The following excerpts (and PDFs) have been collected from The Company of Others: Essays in Celebration of Paul Shepard, edited by Max Oelschlaeger (Kivaki Press 1995); and, from a special issue of Wild Duck Review on Paul Shepard (1997), edited by Casey Walker.
John B. Cobb, Jr. / Gary Snyder / Barbara Ras / Morris Berman / C. L. Rawlins / Chellis Glendinning / Barbara Dean / Steve Chase / Calvin Luther Martin / Douglas L. Wilson / Florence Shepard / William Severini Kowinski / Bernie Krause / Dolores La Chapelle
“Paul Shepard is one of the truly great prophets of our time. Like that of many of the great prophets of the past, his message has been too removed from the dominant intellectual and cultural world of his own time to receive a widespread hearing. But those of us who have heard, and who have, in some measure at least, understood, have had our eyes opened and been forced to see our world in a profoundly different way. And gradually that new way of looking is spreading.” —John B. Cobb, Jr.
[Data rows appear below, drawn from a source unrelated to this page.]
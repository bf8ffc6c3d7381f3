//! Symptom chat exchanges
//!
//! Every question and reply is kept. Rows with `in_context` set form the
//! conversation the chatbot sees; clearing the chat only unsets the flag.

use rusqlite::{params, Connection, Row};
use serde::{Deserialize, Serialize};

use crate::db::{DbError, DbResult};

#[derive(Debug, Clone, Serialize, Deserialize)]
pub struct Symptom {
    pub id: i64,
    pub user_id: i64,
    pub symptom: String,
    pub advice: String,
    pub in_context: bool,
    pub created_at: String,
}

impl Symptom {
    fn from_row(row: &Row) -> rusqlite::Result<Self> {
        Ok(Self {
            id: row.get("id")?,
            user_id: row.get("user_id")?,
            symptom: row.get("symptom")?,
            advice: row.get("advice")?,
            in_context: row.get::<_, i32>("in_context")? != 0,
            created_at: row.get("created_at")?,
        })
    }

    pub fn create(conn: &Connection, user_id: i64, symptom: &str, advice: &str) -> DbResult<Self> {
        conn.execute(
            "INSERT INTO symptoms (user_id, symptom, advice) VALUES (?1, ?2, ?3)",
            params![user_id, symptom, advice],
        )?;

        let id = conn.last_insert_rowid();
        let result = conn.query_row("SELECT * FROM symptoms WHERE id = ?1", [id], Self::from_row);
        match result {
            Ok(symptom) => Ok(symptom),
            Err(rusqlite::Error::QueryReturnedNoRows) => Err(DbError::NotFound(format!("symptom {}", id))),
            Err(e) => Err(e.into()),
        }
    }

    /// All exchanges, newest first
    pub fn list_recent(conn: &Connection, user_id: i64, limit: i64) -> DbResult<Vec<Self>> {
        let mut stmt = conn.prepare(
            "SELECT * FROM symptoms WHERE user_id = ?1 ORDER BY id DESC LIMIT ?2",
        )?;
        let symptoms = stmt
            .query_map(params![user_id, limit], Self::from_row)?
            .collect::<Result<Vec<_>, _>>()?;
        Ok(symptoms)
    }

    /// The last `limit` in-context exchanges, oldest first
    pub fn context_window(conn: &Connection, user_id: i64, limit: i64) -> DbResult<Vec<Self>> {
        let mut stmt = conn.prepare(
            "SELECT * FROM (
                SELECT * FROM symptoms WHERE user_id = ?1 AND in_context = 1
                ORDER BY id DESC LIMIT ?2
             ) ORDER BY id ASC",
        )?;
        let symptoms = stmt
            .query_map(params![user_id, limit], Self::from_row)?
            .collect::<Result<Vec<_>, _>>()?;
        Ok(symptoms)
    }

    /// Drop the user's exchanges from the conversation. Returns rows affected.
    pub fn clear_context(conn: &Connection, user_id: i64) -> DbResult<usize> {
        let rows = conn.execute(
            "UPDATE symptoms SET in_context = 0 WHERE user_id = ?1 AND in_context = 1",
            [user_id],
        )?;
        Ok(rows)
    }
}
//! Stored records
//!
//! One struct per table, each with its own CRUD on a borrowed connection.

mod appointment;
mod exercise;
mod health_record;
mod preferences;
mod pregnancy_record;
mod profile;
mod symptom;
mod user;

pub use appointment::{Appointment, AppointmentCreate, AppointmentStatus, SLOT_FORMAT};
pub use exercise::Exercise;
pub use health_record::HealthRecord;
pub use preferences::{PreferencesUpdate, UserPreferences};
pub use pregnancy_record::PregnancyRecord;
pub use profile::{PregnancyProfile, ProfileUpdate};
pub use symptom::Symptom;
pub use user::{User, UserCreate};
“Paul Shepard–there are many things I have admired Paul for through the years, but I want to get to the heart of the matter: he was one of the very few to grasp the metaphor, the vision, the literal truth of, the beauty of life in the Upper Paleolithic. He had a vision so bold it must have scared off some readers, some students, a few publishers. There are many intellectual leaders who are close to anthropology, prehistory, and wilderness thought, who never could see what Paul was up to. Paul was a kind of poet of lost and future possibilities, and he wrote some eloquent books to that point.
We will miss you Paul, there’s plenty of this work yet to do! I just returned from a study of cave art in France, where I went down into places like Peche-merle, Trois Freres, Niaux, and Lascaux. I thought of Paul as I looked at those painted cave walls, covered with sketches of exquisitely well-realized creatures. If time and space collapse like some folks say, Paul’s may be up ahead where those handsome bison, graceful mammoths, and huge wild elk are roaming again.” —Gary Snyder [See: “Old Bones” by Gary Snyder from Wild Duck Review.]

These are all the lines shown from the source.